THE HURT LOCKER is a tense action drama about one soldier’s addiction to war, masterfully directed by Kathryn Bigelow (STRANGE DAYS, K19). The title refers to a place of extreme pain, often used to speak of those injured by explosions. Following three soldiers in the EOD (Explosives Ordnance Disposal) squad in Iraq, the story attempts to capture a glimpse of their heightened fears, hypervigilance, and fragile psyche for the citizens at home. Although the film’s accuracy has been disputed by Iraq veterans, there is no question the movie, realistic or not, is theatrically engrossing. It brings average Americans to the edge of their seats, as empathetic of the suffering of the EOD squad as we can be.

The film has already earned a Best Director award from the Director’s Guild of America, beating commercial favorite and Bigelow’s ex-husband James Cameron (for Avatar) and making Bigelow the first woman to ever win (in 2010 no less, can you believe it?). This is a good omen for Bigelow at the Oscars, where she stands a good chance for becoming the first woman to win a Best Director award there as well. Gender issues aside, I wanted to give the director an Oscar after seeing the film, before I knew who the director was. The storytelling, for the purposes of creating unrelenting suspense and dread, is flawless.

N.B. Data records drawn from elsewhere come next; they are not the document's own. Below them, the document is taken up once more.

//! Eval command implementation.
//!
//! Evaluates one visibility condition with the same bindings a projection
//! would use. Handy for debugging why an item is hidden.

use geonode_menu_rs::evaluate_condition;
use geonode_menu_rs::expression::{Condition, ConditionParser};
use geonode_menu_rs::menu::LoadMode;
use geonode_menu_rs::state::is_truthy;
use serde_json::Value;

use super::{CommandContext, InputSources, Result};
use crate::output::{format_diagnostics, format_eval_json, format_eval_table};

/// Options for the eval command.
#[derive(Debug)]
pub struct EvalOptions {
    /// Condition as JSON text, or a bare state path.
    pub condition: String,
}

/// Reads the condition argument.
///
/// Text that is not JSON is taken as a path string, so `gnmenu eval user`
/// works without quoting.
fn condition_value(raw: &str) -> Value {
    serde_json::from_str(raw).unwrap_or_else(|_| Value::String(raw.to_string()))
}

fn parse_condition(raw: &Value, mode: LoadMode) -> Result<Condition> {
    match mode {
        LoadMode::Strict => Ok(ConditionParser::parse(raw)?),
        LoadMode::Lenient => Ok(ConditionParser::parse_lenient(raw)),
    }
}

/// Executes the eval command.
///
/// # Errors
///
/// Returns an error if the state cannot be loaded, or in strict mode if the
/// condition has an unsupported shape.
pub fn execute(ctx: &CommandContext, opts: &EvalOptions, sources: &InputSources) -> Result<()> {
    let raw = condition_value(&opts.condition);
    let condition = parse_condition(&raw, sources.mode)?;

    let local = sources.load_local_or_default()?;
    let state = sources.load_state()?;

    tracing::debug!(condition = %condition.to_value(), "parsed condition");

    let (value, diagnostics) = evaluate_condition(&local, &state, &condition);
    let truthy = is_truthy(value.as_ref());

    if ctx.json_output {
        let output = format_eval_json(raw, value.as_ref(), truthy, &diagnostics)?;
        println!("{output}");
    } else if !ctx.quiet {
        print!("{}", format_eval_table(value.as_ref(), truthy, ctx.use_colors));
        eprint!("{}", format_diagnostics(&diagnostics, ctx.use_colors));
    }

    Ok(())
}

#[cfg(test)]
mod tests {
    use super::*;
    use serde_json::json;

    #[test]
    fn test_condition_value_json() {
        assert_eq!(condition_value(r#"{"op": "not", "arg": "user"}"#), json!({"op": "not", "arg": "user"}));
        assert_eq!(condition_value("true"), json!(true));
    }

    #[test]
    fn test_condition_value_bare_path() {
        assert_eq!(condition_value("user.name"), json!("user.name"));
    }

    #[test]
    fn test_parse_condition_modes() {
        let raw = json!({"op": "xor", "args": []});
        assert!(parse_condition(&raw, LoadMode::Strict).is_err());
        assert!(parse_condition(&raw, LoadMode::Lenient).unwrap().is_invalid());
    }
}
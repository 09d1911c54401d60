//! Error types for the condition parser.

use thiserror::Error;

/// A specialized Result type for condition parsing.
pub type ExpressionResult<T> = Result<T, ExpressionError>;

/// Errors that can occur while parsing a condition.
#[derive(Debug, Clone, Error, PartialEq, Eq)]
pub enum ExpressionError {
    /// The `op` tag names no known operator.
    #[error("unknown operator: {op}{}", suggestion_suffix(.suggestion))]
    UnknownOperator {
        /// The unrecognized operator.
        op: String,
        /// The closest known operator, if any is close enough.
        suggestion: Option<String>,
    },

    /// The operator was given the wrong number of operands.
    #[error("operator '{op}' expects {expected} operand(s), found {found}")]
    Arity {
        /// Canonical operator name.
        op: &'static str,
        /// Expected count, human readable.
        expected: &'static str,
        /// Number of operands found.
        found: usize,
    },

    /// The operator has no `args` (or `arg`) field.
    #[error("operator '{op}' requires an 'args' array")]
    MissingOperands {
        /// Canonical operator name.
        op: &'static str,
    },

    /// The value is not a condition shape at all.
    #[error("malformed condition: {reason}")]
    Malformed {
        /// Description of the problem.
        reason: String,
    },
}

fn suggestion_suffix(suggestion: &Option<String>) -> String {
    match suggestion {
        Some(s) => format!(" (did you mean '{s}'?)"),
        None => String::new(),
    }
}

impl ExpressionError {
    /// Creates an unknown operator error.
    pub fn unknown_operator(op: impl Into<String>, suggestion: Option<String>) -> Self {
        ExpressionError::UnknownOperator {
            op: op.into(),
            suggestion,
        }
    }

    /// Creates a malformed condition error.
    pub fn malformed(reason: impl Into<String>) -> Self {
        ExpressionError::Malformed {
            reason: reason.into(),
        }
    }
}
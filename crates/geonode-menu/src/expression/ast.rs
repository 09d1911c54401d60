//! Abstract Syntax Tree (AST) for visibility conditions.

use serde_json::{json, Value};

/// A parsed visibility condition.
///
/// The set of variants is closed: configuration shapes outside of it are
/// rejected by [`ConditionParser::parse`](super::ConditionParser::parse) or,
/// in lenient loading, kept as [`Condition::Invalid`].
#[derive(Debug, Clone, PartialEq)]
pub enum Condition {
    /// A literal value, passed through unchanged.
    Literal(Value),

    /// A dotted path resolved against the context bindings first, then the
    /// monitored state.
    Path(String),

    /// A dotted path resolved against the monitored state only
    /// (the `{state('...')}` template form).
    State(String),

    /// Logical AND of all operands. Empty means `true`.
    And(Vec<Condition>),

    /// Logical OR of all operands. Empty means `false`.
    Or(Vec<Condition>),

    /// Logical NOT.
    Not(Box<Condition>),

    /// Equality of two operands.
    Eq(Box<Condition>, Box<Condition>),

    /// Inequality of two operands.
    Ne(Box<Condition>, Box<Condition>),

    /// Membership of `needle` in `haystack`.
    In {
        /// The value looked for.
        needle: Box<Condition>,
        /// Array, string or object searched.
        haystack: Box<Condition>,
    },

    /// A condition that failed to parse. Always evaluates to `false`.
    Invalid {
        /// The raw configuration value.
        raw: Value,
        /// Why it was rejected.
        reason: String,
    },
}

impl Condition {
    /// Creates a path condition.
    pub fn path(path: impl Into<String>) -> Self {
        Condition::Path(path.into())
    }

    /// Creates a literal condition.
    pub fn literal(value: impl Into<Value>) -> Self {
        Condition::Literal(value.into())
    }

    /// Creates an AND of the given operands.
    pub fn and(operands: Vec<Condition>) -> Self {
        Condition::And(operands)
    }

    /// Creates an OR of the given operands.
    pub fn or(operands: Vec<Condition>) -> Self {
        Condition::Or(operands)
    }

    /// Creates a NOT condition.
    pub fn negate(inner: Condition) -> Self {
        Condition::Not(Box::new(inner))
    }

    /// Creates an equality condition.
    pub fn eq(left: Condition, right: Condition) -> Self {
        Condition::Eq(Box::new(left), Box::new(right))
    }

    /// Creates a membership condition.
    pub fn contains(needle: Condition, haystack: Condition) -> Self {
        Condition::In {
            needle: Box::new(needle),
            haystack: Box::new(haystack),
        }
    }

    /// Returns true if this condition or any operand failed to parse.
    pub fn is_invalid(&self) -> bool {
        match self {
            Condition::Invalid { .. } => true,
            Condition::Literal(_) | Condition::Path(_) | Condition::State(_) => false,
            Condition::And(ops) | Condition::Or(ops) => ops.iter().any(Condition::is_invalid),
            Condition::Not(inner) => inner.is_invalid(),
            Condition::Eq(l, r) | Condition::Ne(l, r) => l.is_invalid() || r.is_invalid(),
            Condition::In { needle, haystack } => needle.is_invalid() || haystack.is_invalid(),
        }
    }

    /// Converts the condition back to its configuration form.
    ///
    /// Literal strings are written as `{"value": ...}` so they are not read
    /// back as paths.
    pub fn to_value(&self) -> Value {
        match self {
            Condition::Literal(Value::String(s)) => json!({ "value": s }),
            Condition::Literal(Value::Object(map)) => json!({ "value": map }),
            Condition::Literal(value) => value.clone(),
            Condition::Path(path) => Value::String(path.clone()),
            Condition::State(path) => Value::String(format!("{{state('{path}')}}")),
            Condition::And(ops) => operator_value("and", ops.iter()),
            Condition::Or(ops) => operator_value("or", ops.iter()),
            Condition::Not(inner) => json!({ "op": "not", "arg": inner.to_value() }),
            Condition::Eq(l, r) => operator_value("eq", [l.as_ref(), r.as_ref()].into_iter()),
            Condition::Ne(l, r) => operator_value("ne", [l.as_ref(), r.as_ref()].into_iter()),
            Condition::In { needle, haystack } => {
                operator_value("in", [needle.as_ref(), haystack.as_ref()].into_iter())
            }
            Condition::Invalid { raw, .. } => raw.clone(),
        }
    }
}

fn operator_value<'c>(op: &str, operands: impl Iterator<Item = &'c Condition>) -> Value {
    let args: Vec<Value> = operands.map(Condition::to_value).collect();
    json!({ "op": op, "args": args })
}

It is no surprise to me then, that THE HURT LOCKER is a critical darling which has earned a total of nine Academy Award nominations, including one for Best Picture and Best Music. This is composer MARCO BELTRAMI’s second Oscar nomination (the first was 3:10 to Yuma) and long time collaborator BUCK SANDER’s first. Like quite a few movies in Oscar history, once the Academy falls in love with a film, they nominate it for everything from sound editing to cinematography to editing to…you guessed it…music. In such situations, the question burning for film music fans is this: Is the nomination a reflection of public affection for the feature or the exceptional quality of the music proper?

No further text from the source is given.